----- MATERIAL FOR THIS EXERCISE
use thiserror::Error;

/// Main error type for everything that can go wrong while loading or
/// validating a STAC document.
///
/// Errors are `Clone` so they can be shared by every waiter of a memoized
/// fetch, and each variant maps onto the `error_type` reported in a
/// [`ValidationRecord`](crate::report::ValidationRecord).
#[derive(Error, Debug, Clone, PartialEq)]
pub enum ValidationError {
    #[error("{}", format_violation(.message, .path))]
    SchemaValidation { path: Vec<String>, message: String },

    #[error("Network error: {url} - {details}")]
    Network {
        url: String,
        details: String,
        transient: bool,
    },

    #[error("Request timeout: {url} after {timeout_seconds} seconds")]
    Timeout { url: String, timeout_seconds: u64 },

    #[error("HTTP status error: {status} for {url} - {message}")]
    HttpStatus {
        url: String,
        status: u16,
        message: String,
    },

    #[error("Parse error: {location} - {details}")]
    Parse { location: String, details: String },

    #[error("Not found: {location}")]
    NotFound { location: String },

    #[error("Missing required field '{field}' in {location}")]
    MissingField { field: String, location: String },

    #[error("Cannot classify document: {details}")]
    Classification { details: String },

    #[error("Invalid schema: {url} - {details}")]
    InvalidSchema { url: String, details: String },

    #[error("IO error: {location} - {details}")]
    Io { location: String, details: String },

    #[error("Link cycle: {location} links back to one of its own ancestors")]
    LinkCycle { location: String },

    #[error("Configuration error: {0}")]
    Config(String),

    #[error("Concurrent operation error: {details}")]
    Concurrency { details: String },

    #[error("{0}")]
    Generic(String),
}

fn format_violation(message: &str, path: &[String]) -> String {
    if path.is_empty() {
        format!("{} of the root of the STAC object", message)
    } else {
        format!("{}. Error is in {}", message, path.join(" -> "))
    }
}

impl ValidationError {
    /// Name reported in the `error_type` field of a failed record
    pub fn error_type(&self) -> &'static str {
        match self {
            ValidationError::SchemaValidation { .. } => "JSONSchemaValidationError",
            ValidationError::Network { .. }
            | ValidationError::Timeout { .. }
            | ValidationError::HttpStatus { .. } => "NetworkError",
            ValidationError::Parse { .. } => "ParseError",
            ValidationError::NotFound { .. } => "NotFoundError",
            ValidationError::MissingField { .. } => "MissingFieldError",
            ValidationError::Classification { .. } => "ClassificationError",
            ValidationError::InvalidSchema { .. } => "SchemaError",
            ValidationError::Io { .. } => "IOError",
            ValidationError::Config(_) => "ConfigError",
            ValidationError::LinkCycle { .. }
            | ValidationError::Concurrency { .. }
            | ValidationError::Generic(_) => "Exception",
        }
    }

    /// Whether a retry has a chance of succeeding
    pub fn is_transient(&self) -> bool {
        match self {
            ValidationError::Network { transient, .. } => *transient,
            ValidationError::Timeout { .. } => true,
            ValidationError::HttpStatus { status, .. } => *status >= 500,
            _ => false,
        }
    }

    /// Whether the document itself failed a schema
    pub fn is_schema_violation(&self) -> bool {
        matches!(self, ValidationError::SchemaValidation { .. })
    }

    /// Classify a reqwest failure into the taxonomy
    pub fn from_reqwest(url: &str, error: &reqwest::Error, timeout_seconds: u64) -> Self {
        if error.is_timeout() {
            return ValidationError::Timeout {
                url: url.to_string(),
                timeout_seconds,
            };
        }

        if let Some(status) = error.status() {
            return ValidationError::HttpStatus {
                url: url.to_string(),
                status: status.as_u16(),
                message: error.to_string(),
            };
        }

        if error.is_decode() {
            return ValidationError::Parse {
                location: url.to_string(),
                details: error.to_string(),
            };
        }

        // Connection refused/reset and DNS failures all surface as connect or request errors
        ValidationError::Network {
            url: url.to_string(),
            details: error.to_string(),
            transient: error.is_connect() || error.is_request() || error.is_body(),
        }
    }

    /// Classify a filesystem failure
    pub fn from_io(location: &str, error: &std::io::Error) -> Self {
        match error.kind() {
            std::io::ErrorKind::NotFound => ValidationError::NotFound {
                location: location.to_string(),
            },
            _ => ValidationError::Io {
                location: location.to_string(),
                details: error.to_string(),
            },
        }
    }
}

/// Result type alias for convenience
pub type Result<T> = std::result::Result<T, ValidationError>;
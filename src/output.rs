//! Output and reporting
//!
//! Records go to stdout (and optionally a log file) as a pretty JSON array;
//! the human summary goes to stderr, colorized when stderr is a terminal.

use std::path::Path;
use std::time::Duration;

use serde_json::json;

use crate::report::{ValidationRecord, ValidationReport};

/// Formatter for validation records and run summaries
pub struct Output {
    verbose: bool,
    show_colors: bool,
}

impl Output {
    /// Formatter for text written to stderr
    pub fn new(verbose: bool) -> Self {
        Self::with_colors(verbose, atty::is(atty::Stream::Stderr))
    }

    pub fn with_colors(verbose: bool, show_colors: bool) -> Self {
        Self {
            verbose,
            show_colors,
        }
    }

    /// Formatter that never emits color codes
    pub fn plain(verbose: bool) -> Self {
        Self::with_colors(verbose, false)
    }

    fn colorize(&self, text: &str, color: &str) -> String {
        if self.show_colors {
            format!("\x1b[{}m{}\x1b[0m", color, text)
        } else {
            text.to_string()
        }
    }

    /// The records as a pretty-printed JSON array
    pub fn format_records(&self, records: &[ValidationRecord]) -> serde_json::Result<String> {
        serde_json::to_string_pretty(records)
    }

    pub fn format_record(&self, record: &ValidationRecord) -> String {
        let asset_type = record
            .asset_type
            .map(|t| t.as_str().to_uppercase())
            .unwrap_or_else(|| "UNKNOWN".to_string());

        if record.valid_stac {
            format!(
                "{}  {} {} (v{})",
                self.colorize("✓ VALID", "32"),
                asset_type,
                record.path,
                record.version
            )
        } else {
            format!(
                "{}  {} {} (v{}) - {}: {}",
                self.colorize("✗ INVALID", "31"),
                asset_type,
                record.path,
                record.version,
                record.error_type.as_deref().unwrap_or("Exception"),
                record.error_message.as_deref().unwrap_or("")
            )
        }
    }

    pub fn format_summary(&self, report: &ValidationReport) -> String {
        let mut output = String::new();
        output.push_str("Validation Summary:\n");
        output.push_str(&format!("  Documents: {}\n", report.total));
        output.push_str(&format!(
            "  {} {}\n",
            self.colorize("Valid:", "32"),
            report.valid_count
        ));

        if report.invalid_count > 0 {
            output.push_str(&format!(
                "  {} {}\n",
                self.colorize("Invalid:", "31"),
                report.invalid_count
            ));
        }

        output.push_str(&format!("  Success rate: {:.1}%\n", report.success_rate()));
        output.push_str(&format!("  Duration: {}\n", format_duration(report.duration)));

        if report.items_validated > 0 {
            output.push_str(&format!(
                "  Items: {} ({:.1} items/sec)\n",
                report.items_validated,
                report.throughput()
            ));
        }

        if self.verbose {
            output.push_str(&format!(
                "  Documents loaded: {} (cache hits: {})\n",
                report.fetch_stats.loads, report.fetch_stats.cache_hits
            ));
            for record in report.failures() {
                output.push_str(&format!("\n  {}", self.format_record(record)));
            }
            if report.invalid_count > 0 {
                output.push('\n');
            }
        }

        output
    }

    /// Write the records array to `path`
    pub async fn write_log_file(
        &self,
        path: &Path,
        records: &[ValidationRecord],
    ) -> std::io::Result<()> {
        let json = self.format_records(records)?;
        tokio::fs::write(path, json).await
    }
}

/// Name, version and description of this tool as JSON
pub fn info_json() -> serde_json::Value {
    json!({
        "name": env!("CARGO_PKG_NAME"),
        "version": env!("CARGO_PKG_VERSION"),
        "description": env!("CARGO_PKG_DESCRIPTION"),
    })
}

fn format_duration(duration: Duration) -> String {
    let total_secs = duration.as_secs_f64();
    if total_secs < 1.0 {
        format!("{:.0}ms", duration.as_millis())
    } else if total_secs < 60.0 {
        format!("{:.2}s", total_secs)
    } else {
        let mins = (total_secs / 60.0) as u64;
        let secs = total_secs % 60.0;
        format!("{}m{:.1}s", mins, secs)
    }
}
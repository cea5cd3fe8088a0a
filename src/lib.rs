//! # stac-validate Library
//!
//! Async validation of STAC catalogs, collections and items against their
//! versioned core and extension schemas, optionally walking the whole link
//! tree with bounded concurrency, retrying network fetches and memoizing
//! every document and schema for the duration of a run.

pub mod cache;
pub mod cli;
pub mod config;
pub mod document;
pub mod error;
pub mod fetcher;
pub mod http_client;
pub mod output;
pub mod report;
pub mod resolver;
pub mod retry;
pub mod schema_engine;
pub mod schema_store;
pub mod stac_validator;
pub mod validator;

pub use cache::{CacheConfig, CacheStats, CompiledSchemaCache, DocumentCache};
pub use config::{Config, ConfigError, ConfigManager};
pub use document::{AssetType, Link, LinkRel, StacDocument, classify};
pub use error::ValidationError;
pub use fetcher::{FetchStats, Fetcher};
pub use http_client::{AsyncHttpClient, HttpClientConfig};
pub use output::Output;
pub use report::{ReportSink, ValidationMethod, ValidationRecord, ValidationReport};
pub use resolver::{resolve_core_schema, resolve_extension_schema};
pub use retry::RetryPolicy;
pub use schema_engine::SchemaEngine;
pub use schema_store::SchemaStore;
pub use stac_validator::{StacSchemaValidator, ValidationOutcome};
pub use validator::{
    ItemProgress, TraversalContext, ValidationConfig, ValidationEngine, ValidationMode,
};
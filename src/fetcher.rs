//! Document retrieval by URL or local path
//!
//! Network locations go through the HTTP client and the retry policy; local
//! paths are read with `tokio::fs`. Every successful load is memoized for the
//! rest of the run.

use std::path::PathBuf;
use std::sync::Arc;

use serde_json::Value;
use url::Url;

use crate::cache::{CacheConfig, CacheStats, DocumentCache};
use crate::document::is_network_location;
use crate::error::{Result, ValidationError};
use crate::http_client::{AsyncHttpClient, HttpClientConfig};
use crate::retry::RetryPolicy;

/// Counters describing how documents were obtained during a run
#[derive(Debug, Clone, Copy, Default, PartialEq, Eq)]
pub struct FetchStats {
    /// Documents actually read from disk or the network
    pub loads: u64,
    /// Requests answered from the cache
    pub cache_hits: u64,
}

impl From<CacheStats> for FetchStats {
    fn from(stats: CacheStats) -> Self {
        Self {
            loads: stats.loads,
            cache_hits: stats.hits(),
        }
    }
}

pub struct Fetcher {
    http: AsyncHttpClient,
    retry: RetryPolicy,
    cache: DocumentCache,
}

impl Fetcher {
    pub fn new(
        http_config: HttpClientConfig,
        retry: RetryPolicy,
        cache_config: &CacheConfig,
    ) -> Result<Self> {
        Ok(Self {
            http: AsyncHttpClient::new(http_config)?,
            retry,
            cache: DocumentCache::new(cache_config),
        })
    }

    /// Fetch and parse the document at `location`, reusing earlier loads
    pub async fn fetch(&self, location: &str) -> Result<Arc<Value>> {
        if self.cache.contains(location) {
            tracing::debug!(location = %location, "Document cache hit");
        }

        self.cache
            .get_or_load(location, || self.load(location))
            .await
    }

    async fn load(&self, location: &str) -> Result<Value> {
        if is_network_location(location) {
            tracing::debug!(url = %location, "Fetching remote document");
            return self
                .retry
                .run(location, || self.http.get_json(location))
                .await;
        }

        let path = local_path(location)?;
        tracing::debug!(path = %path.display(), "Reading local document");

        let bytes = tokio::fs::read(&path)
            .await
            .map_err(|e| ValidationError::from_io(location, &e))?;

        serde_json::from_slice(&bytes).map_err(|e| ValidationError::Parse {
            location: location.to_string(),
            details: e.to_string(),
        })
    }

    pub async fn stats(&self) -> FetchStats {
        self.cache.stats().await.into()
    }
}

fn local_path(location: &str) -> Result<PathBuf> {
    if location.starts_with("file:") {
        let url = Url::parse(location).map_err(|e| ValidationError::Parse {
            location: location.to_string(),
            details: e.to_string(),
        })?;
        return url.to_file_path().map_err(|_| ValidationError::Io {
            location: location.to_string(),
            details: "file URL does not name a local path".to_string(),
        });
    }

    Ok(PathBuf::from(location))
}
----------
WORK ORDER = Above are some records; copy exactly the lines from the one with "pub type Result<T>" through the one with "pretty-printed JSON array", both included, and no others.

SOLUTION TO THE PROBLEM =
pub type Result<T> = std::result::Result<T, ValidationError>;
filename src/output.rs
//! Output and reporting
//!
//! Records go to stdout (and optionally a log file) as a pretty JSON array;
//! the human summary goes to stderr, colorized when stderr is a terminal.

use std::path::Path;
use std::time::Duration;

use serde_json::json;

use crate::report::{ValidationRecord, ValidationReport};

/// Formatter for validation records and run summaries
pub struct Output {
    verbose: bool,
    show_colors: bool,
}

impl Output {
    /// Formatter for text written to stderr
    pub fn new(verbose: bool) -> Self {
        Self::with_colors(verbose, atty::is(atty::Stream::Stderr))
    }

    pub fn with_colors(verbose: bool, show_colors: bool) -> Self {
        Self {
            verbose,
            show_colors,
        }
    }

    /// Formatter that never emits color codes
    pub fn plain(verbose: bool) -> Self {
        Self::with_colors(verbose, false)
    }

    fn colorize(&self, text: &str, color: &str) -> String {
        if self.show_colors {
            format!("\x1b[{}m{}\x1b[0m", color, text)
        } else {
            text.to_string()
        }
    }

    /// The records as a pretty-printed JSON array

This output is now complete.